It’s true that most Cirque productions elicit “Os” from audience members but in this case the “O” stands for the French word “eau” which is phonetically similar to the way the letter “O” is pronounced in English.
n French, “eau” means water. It’s an appropriate appellation since the “O” takes place in, on top of, and around a 1.5 million gallon pool of water!
Those with “O” tickets will be treated to 11 amazing acts of artistry including synchronized swimming, trapeze acts, fire dancing, high diving, and aerial hoops. O’s cast includes 85 performers all of whom are scuba-certified. The performers wear special costumes that can endure the water and the chemicals in it.
Some of the outfits, like the ones worn by the show’s swimmers, only last a few months, others only 20 shows. A few performers have multiple get-ups so they can quickly change and appear like they’re dry even though they’ve just exited the water. Each O show produces about sixty loads of laundry. For the outfits that can’t be thrown into the dryer a special room has been built where they can air-dry.
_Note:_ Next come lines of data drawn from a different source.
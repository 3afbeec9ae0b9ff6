//! Error types for the cache
//!
//! Provides unified error handling using thiserror.

use std::time::Duration;

use thiserror::Error;

// == Cache Error Enum ==
/// Unified error type for mutating cache operations.
///
/// Lookups never fail: a missing or expired key is reported as `None`.
#[derive(Error, Debug, Clone, PartialEq, Eq)]
pub enum CacheError {
    /// The sweeper did not accept a renewal within the handoff timeout
    #[error("Cache unavailable: sweeper did not accept renewal within {waited:?}")]
    Unavailable { waited: Duration },

    /// The cache has been closed or its background worker has exited
    #[error("Cache closed")]
    Closed,

    /// Per-key TTLs are not supported by the aging-list mode
    #[error("Per-key expiration is not supported in aging-list mode")]
    PerKeyTtlUnsupported,
}

// == Result Type Alias ==
/// Convenience Result type for the cache.
pub type Result<T> = std::result::Result<T, CacheError>;
//! TTL Cleanup Task
//!
//! Background task that periodically scans the flat store and removes
//! expired entries.

use std::hash::Hash;
use std::sync::Arc;
use std::time::Duration;

use tokio::sync::watch;
use tokio::task::JoinHandle;
use tokio::time::Instant;
use tracing::{debug, info};

use crate::cache::{CacheCounters, FlatStore};

/// Spawns a background task that periodically cleans up expired entries.
///
/// The task sleeps for `interval` between full scans of the store. Each scan
/// holds the store's write lock for its whole duration.
///
/// # Arguments
/// * `store` - Shared flat store to scan
/// * `interval` - Time between scans
/// * `counters` - Receives the number of expired entries removed
/// * `shutdown` - Stop signal; the task also exits if the sender is dropped
///
/// # Returns
/// A JoinHandle that completes once the task observes the stop signal.
pub fn spawn_cleanup_task<K, V>(
    store: Arc<FlatStore<K, V>>,
    interval: Duration,
    counters: Arc<CacheCounters>,
    mut shutdown: watch::Receiver<bool>,
) -> JoinHandle<()>
where
    K: Eq + Hash + Send + Sync + 'static,
    V: Send + Sync + 'static,
{
    tokio::spawn(async move {
        info!("Starting TTL cleanup task with interval of {:?}", interval);

        loop {
            tokio::select! {
                _ = tokio::time::sleep(interval) => {
                    let removed = store.cleanup_expired(Instant::now());
                    counters.record_expirations(removed);

                    if removed > 0 {
                        info!("TTL cleanup: removed {} expired entries", removed);
                    } else {
                        debug!("TTL cleanup: no expired entries found");
                    }
                }
                changed = shutdown.changed() => {
                    if changed.is_err() || *shutdown.borrow() {
                        break;
                    }
                }
            }
        }

        info!("TTL cleanup task stopped");
    })
}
The O Theatre is a work of art unto itself. Fashioned after a 14th century European opera house, the O Theatre seats 1,800.
Each one of those seats has its own heater. While these heaters keep O ticket holders warm and comfortable, the goal is to have the stage at higher temperature than the rest of theatre. Think about it, condensation would ruin the production.
Don’t worry about having to dress warm. The pool is kept at 88 °F so even if the rest of theatre is ten degrees cooler it will still be comfortable.
The show’s pool is not like the one at your local Y. It’s equipped with speakers so the performers can hear underwater.
There are also regulators strategically placed so swimmers and divers can grab a breath of oxygen without having to surface. Another unique aspect of the 1.5 million-gallon pool is its underwater stage. It can rise and fall without producing a wake.
Whenever maintenance needs to be conducted, workers drain the pool into Bellagio Lake. Draining of the water takes about 12 hours and causes the lake to raise an inch.